Pound Sterling surged to its highest level since April 2018 of $1.4250 during the Asian session against the US currency. Analysts have been buoyed by the news, and attributed it to positive global investor sentiment towards the UK’s economic recovery from the coronavirus pandemic. The pound did however lose some momentum in this morning’s London trading session, and had fallen 0.2 percent lower at $1.4183 versus the dollar at 8.48am.
It is also down slightly by 0.16 percent against the euro at 86.20 pence.
Neil Jones, head of FX Sales at Mizuho Bank has predicted the pound could surge even further due to the positive reaction from overseas investors towards Britain’s economic recovery from the pandemic.
He said: “Overseas investor sentiment generally is positive towards sterling given the vaccine rollout and the reopening of the domestic economy.
“The stage is set for the pound to push higher I would suggest.”
Britain’s speedy vaccine rollout has been attributed by some to the UK fully cutting ties with the EU at the end of last year.
Last month, Japanese bank MUFG said in a note: “We do not expect the developments to materially alter our outlook for the pound to continue to trade at stronger levels this year supported by the robust UK cyclical recovery and vastly diminished Brexit risks.”
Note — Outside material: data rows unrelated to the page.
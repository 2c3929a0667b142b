/// Errors that can occur while encoding a frame.
#[derive(Debug, Clone, PartialEq, Eq, thiserror::Error)]
pub enum FrameError {
    /// The payload does not fit a classic CAN frame.
    #[error("payload too long ({len} bytes, max {max})")]
    PayloadTooLong { len: usize, max: usize },

    /// The identifier does not fit the frame's identifier width.
    #[error("identifier 0x{id:X} exceeds {} range", width(.extended))]
    IdOutOfRange { id: u32, extended: bool },
}

fn width(extended: &bool) -> &'static str {
    if *extended {
        "29-bit"
    } else {
        "11-bit"
    }
}

pub type Result<T> = std::result::Result<T, FrameError>;
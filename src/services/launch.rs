use crate::cli::LaunchMode;
use crate::domain::constants::{PORT_VAR, STORAGE_DIR_VAR};
use crate::domain::models::LaunchPlan;
use crate::error::BootstrapError;
use crate::services::envfile::load_env_file;
use crate::services::project::Project;
use crate::services::runtime::find_on_path;
use std::collections::BTreeMap;
use std::path::PathBuf;
use std::process::Command;

/// Variables handed to the application on top of the inherited environment.
#[derive(Debug, Clone)]
pub struct ResolvedEnv {
    pub vars: BTreeMap<String, String>,
    pub port: u16,
}

impl ResolvedEnv {
    pub fn bind(&self, host: &str) -> String {
        format!("{host}:{}", self.port)
    }
}

pub fn parse_port(raw: &str) -> Result<u16, BootstrapError> {
    match raw.trim().parse::<u16>() {
        Ok(p) if p > 0 => Ok(p),
        _ => Err(BootstrapError::InvalidPort(raw.to_string())),
    }
}

/// `.env` entries override the ambient environment and `port_override`
/// overrides both. `PORT` falls back to the configured default and
/// `STORAGE_DIR` to the project's storage directory.
pub fn resolve_environment(
    project: &Project,
    ambient: &BTreeMap<String, String>,
    port_override: Option<&str>,
) -> anyhow::Result<ResolvedEnv> {
    let env_file = project.env_file();
    let mut vars: BTreeMap<String, String> = if env_file.exists() {
        load_env_file(&env_file)?.into_iter().collect()
    } else {
        BTreeMap::new()
    };

    let port = match port_override {
        Some(raw) => parse_port(raw)?,
        None => match vars.get(PORT_VAR).or_else(|| ambient.get(PORT_VAR)) {
            Some(raw) if !raw.trim().is_empty() => parse_port(raw)?,
            _ => project.cfg.launch.default_port,
        },
    };
    vars.insert(PORT_VAR.to_string(), port.to_string());

    if !vars.contains_key(STORAGE_DIR_VAR) && !ambient.contains_key(STORAGE_DIR_VAR) {
        vars.insert(
            STORAGE_DIR_VAR.to_string(),
            project.storage_dir().display().to_string(),
        );
    }

    Ok(ResolvedEnv { vars, port })
}

fn process_manager(project: &Project) -> anyhow::Result<PathBuf> {
    let name = &project.cfg.launch.process_manager;
    let in_venv = project.venv_bin(name);
    if in_venv.exists() {
        return Ok(in_venv);
    }
    find_on_path(name, std::env::var_os("PATH").as_deref()).ok_or_else(|| {
        BootstrapError::MissingRuntime {
            tool: name.clone(),
            hint: format!("add {name} to the dependency manifest and run setup"),
        }
        .into()
    })
}

pub fn plan_launch(
    project: &Project,
    env: &ResolvedEnv,
    mode: LaunchMode,
) -> anyhow::Result<LaunchPlan> {
    let launch = &project.cfg.launch;
    let bind = env.bind(&launch.host);

    let (program, args) = match mode {
        LaunchMode::Local => {
            let python = project.venv_python();
            if !python.exists() {
                return Err(BootstrapError::EnvironmentNotReady(format!(
                    "{} does not exist; run `ltboot setup` first",
                    python.display()
                ))
                .into());
            }
            let entrypoint = project.entrypoint();
            if !entrypoint.is_file() {
                return Err(BootstrapError::EnvironmentNotReady(format!(
                    "application entrypoint {} not found",
                    entrypoint.display()
                ))
                .into());
            }
            (python, vec![entrypoint.display().to_string()])
        }
        LaunchMode::Container => {
            let manager = process_manager(project)?;
            let args = vec![
                "--bind".to_string(),
                bind.clone(),
                "--workers".to_string(),
                launch.workers.to_string(),
                "--threads".to_string(),
                launch.threads.to_string(),
                launch.app.clone(),
            ];
            (manager, args)
        }
    };

    Ok(LaunchPlan {
        mode,
        program: program.display().to_string(),
        args,
        bind,
        workdir: project.root.display().to_string(),
        env_keys: env.vars.keys().cloned().collect(),
        env: env.vars.clone(),
    })
}

/// Hand control to the application. On unix the current process is replaced
/// and this only returns on failure; elsewhere the child's exit code is
/// returned once it finishes.
pub fn launch(plan: &LaunchPlan) -> anyhow::Result<i32> {
    tracing::info!(
        program = %plan.program,
        bind = %plan.bind,
        mode = ?plan.mode,
        "launching application"
    );
    let mut cmd = Command::new(&plan.program);
    cmd.args(&plan.args)
        .envs(&plan.env)
        .current_dir(&plan.workdir);
    hand_off(cmd, &plan.program)
}

#[cfg(unix)]
fn hand_off(mut cmd: Command, program: &str) -> anyhow::Result<i32> {
    use std::os::unix::process::CommandExt;
    let err = cmd.exec();
    Err(anyhow::Error::new(err).context(format!("failed to exec {program}")))
}

#[cfg(not(unix))]
fn hand_off(mut cmd: Command, program: &str) -> anyhow::Result<i32> {
    use anyhow::Context;
    let status = cmd
        .status()
        .with_context(|| format!("failed to start {program}"))?;
    Ok(status.code().unwrap_or(1))
}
Mr Jones also added positive house price data has helped to maintain a high level of optimism around the UK economy.
Nationwide said British house prices jumped by an annual 10.9 percent – the most in nearly seven years.
Last week, the pound also found support in the comments from Bank of England policymaker Gertjan Vlieghe.
He said the country’s central bank would likely raise rates only well into next year.
The Bank of England policymaker also noted an increase could come in 2022 if the economy rebounded more quickly than expected.
Last month, Chancellor Rishi Sunak pointed to the UK’s most recent GDP figures to insist the country’s economy is starting to turn the corner again.
The latest official figures showed the UK economy contracted by 1.5 per cent in the first three months of this year, but was boosted with a 2.1 percent increase in March.
The Chancellor Rishi Sunak has used the UK’s latest GDP figures to insist the country’s economy is turning a corner as it emerges from the Covid-19 pandemic.
Official figures show the economy contracted by 1.5 percent in the first quarter of 2021, but this was countered by a bounce of 2.1 percent in March, despite the country being under a national lockdown.
Mr Sunak said: “Despite a difficult start to this year, economic growth in March is a promising sign of things to come.
“Our Plan for Jobs is working – following the comprehensive package we put in place, almost two million fewer people are expected to be out of work than initially forecast, and the UK economy is in a strong position to grow quickly as we emerge from the pandemic.”